(PROBLEM STATEMENT)
For this listing, the lines between the one holding "between the leading" and the one holding "use tracing::debug;", inclusive, must be set down exactly.
===== DATA SUPPLIED =====
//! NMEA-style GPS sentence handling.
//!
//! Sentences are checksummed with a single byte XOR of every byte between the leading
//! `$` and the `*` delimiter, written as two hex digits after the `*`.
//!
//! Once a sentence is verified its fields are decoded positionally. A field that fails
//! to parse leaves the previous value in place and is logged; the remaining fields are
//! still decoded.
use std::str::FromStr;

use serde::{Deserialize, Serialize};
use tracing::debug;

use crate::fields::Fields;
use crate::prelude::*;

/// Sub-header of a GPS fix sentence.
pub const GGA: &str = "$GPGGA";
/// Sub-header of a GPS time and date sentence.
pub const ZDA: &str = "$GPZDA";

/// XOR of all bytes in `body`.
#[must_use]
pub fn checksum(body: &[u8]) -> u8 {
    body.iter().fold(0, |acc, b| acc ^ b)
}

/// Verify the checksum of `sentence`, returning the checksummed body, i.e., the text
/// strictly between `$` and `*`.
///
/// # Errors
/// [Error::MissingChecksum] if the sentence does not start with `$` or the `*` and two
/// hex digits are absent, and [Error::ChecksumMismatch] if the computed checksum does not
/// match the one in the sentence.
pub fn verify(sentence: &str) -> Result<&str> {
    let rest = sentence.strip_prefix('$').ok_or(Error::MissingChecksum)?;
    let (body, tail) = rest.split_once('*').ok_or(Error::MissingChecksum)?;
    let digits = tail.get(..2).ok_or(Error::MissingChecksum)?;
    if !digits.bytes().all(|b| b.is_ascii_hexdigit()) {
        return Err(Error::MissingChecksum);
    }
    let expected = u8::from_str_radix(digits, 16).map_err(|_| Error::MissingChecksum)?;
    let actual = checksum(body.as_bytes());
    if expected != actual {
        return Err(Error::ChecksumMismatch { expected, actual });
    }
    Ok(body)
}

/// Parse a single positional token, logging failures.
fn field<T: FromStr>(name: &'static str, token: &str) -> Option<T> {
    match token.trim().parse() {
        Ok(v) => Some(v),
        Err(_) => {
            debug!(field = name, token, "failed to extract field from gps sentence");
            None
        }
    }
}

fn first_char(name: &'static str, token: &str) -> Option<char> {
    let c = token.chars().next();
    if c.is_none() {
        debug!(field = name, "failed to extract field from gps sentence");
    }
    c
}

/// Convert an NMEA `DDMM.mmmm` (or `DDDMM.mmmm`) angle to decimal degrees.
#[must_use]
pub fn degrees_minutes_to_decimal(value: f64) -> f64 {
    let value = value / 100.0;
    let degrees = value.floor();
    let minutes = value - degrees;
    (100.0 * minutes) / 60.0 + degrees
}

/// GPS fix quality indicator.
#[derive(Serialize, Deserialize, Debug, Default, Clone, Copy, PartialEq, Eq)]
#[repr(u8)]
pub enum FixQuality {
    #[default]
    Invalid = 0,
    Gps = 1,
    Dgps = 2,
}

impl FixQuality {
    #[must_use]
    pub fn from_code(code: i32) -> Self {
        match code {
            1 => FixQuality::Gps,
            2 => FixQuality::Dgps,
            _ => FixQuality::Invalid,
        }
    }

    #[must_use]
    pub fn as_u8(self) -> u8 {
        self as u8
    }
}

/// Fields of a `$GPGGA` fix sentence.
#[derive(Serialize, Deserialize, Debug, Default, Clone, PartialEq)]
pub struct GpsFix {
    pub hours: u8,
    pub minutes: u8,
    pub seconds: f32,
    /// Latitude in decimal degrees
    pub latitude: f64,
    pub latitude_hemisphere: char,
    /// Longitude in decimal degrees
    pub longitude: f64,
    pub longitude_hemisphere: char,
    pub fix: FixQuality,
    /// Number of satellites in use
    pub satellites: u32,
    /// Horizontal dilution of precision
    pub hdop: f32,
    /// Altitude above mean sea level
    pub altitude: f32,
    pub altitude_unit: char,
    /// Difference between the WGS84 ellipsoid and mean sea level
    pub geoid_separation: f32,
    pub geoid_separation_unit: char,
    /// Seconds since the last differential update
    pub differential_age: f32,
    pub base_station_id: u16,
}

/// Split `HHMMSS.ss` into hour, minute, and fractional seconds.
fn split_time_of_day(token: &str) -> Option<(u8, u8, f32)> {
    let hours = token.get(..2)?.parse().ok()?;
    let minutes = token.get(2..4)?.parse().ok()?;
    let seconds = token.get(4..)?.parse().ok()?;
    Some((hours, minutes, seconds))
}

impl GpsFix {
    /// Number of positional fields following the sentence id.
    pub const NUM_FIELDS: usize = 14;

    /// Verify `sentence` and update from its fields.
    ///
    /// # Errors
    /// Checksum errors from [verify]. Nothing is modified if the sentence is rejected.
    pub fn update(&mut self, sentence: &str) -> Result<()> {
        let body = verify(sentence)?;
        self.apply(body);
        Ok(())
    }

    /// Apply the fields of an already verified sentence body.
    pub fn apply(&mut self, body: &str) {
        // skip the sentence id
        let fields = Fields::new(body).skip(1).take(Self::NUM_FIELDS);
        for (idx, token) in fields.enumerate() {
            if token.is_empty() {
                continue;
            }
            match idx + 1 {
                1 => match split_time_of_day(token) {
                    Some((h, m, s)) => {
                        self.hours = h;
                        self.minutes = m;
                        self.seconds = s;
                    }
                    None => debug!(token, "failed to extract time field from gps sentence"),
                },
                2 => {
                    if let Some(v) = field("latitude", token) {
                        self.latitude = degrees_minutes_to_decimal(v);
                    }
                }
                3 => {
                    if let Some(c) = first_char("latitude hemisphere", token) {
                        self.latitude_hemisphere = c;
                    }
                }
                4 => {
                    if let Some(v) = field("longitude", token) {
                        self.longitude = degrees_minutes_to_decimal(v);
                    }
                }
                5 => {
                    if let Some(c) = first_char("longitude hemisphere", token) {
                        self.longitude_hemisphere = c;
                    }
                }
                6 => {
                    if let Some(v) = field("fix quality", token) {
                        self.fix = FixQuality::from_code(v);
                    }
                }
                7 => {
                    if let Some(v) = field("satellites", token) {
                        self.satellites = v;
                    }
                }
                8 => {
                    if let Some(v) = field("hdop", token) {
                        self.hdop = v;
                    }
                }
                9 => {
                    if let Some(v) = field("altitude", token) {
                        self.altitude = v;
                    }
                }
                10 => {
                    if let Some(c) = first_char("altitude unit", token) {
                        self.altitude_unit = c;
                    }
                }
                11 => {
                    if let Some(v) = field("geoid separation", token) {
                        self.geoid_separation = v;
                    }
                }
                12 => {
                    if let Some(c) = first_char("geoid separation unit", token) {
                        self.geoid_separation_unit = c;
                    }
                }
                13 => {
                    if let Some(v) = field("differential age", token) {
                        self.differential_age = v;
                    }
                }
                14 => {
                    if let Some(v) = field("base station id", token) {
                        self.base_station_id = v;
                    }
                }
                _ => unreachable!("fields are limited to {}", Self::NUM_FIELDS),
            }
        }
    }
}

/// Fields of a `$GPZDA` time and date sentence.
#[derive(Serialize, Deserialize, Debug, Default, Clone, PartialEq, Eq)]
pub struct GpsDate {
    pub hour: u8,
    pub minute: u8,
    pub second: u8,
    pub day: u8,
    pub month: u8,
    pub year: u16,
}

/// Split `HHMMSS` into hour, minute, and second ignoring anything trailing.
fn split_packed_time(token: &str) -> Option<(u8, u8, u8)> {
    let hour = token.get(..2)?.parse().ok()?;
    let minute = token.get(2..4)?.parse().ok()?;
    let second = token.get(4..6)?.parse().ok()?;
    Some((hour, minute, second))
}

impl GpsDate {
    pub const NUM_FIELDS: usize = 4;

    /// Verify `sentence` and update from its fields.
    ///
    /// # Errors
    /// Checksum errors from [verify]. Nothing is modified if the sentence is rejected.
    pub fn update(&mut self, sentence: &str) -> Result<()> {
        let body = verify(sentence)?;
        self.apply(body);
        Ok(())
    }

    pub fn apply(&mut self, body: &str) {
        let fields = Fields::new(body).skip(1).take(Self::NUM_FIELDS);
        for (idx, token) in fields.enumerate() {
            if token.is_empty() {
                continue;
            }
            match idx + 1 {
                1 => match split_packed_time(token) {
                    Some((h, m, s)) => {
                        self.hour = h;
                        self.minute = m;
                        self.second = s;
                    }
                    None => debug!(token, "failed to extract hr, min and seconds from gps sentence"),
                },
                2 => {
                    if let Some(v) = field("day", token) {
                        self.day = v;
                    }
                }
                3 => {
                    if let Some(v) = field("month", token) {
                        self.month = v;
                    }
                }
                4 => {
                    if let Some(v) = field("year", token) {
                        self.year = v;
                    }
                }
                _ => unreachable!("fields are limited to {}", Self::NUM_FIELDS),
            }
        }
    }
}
=====
===== DATA SUPPLIED =====
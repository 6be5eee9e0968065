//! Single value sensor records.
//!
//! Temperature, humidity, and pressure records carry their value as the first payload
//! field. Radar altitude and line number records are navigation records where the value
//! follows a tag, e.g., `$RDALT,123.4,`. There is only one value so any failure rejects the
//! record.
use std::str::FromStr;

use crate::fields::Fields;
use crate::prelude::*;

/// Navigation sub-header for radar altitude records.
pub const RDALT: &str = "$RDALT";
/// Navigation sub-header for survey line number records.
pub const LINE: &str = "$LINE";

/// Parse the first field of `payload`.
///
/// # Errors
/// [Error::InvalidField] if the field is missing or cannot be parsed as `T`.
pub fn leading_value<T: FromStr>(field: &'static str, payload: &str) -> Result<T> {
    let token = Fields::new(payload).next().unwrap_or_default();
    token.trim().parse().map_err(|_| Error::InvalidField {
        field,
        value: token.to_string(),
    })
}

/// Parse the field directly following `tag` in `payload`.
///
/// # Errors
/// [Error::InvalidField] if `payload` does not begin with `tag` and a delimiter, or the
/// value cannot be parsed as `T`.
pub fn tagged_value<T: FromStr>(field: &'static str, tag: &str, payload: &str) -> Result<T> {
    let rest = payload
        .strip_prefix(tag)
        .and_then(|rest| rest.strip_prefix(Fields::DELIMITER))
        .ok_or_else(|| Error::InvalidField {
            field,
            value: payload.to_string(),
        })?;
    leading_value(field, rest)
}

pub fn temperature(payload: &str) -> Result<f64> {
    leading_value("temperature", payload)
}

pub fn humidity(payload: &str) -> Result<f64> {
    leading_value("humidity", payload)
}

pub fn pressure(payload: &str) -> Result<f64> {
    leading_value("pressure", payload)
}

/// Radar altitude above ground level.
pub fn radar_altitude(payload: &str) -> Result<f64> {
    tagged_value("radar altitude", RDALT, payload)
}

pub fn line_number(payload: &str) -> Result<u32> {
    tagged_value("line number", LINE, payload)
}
=====
(FINISHED TASK)
//! Sentences are checksummed with a single byte XOR of every byte between the leading
//! `$` and the `*` delimiter, written as two hex digits after the `*`.
//!
//! Once a sentence is verified its fields are decoded positionally. A field that fails
//! to parse leaves the previous value in place and is logged; the remaining fields are
//! still decoded.
use std::str::FromStr;

use serde::{Deserialize, Serialize};
use tracing::debug;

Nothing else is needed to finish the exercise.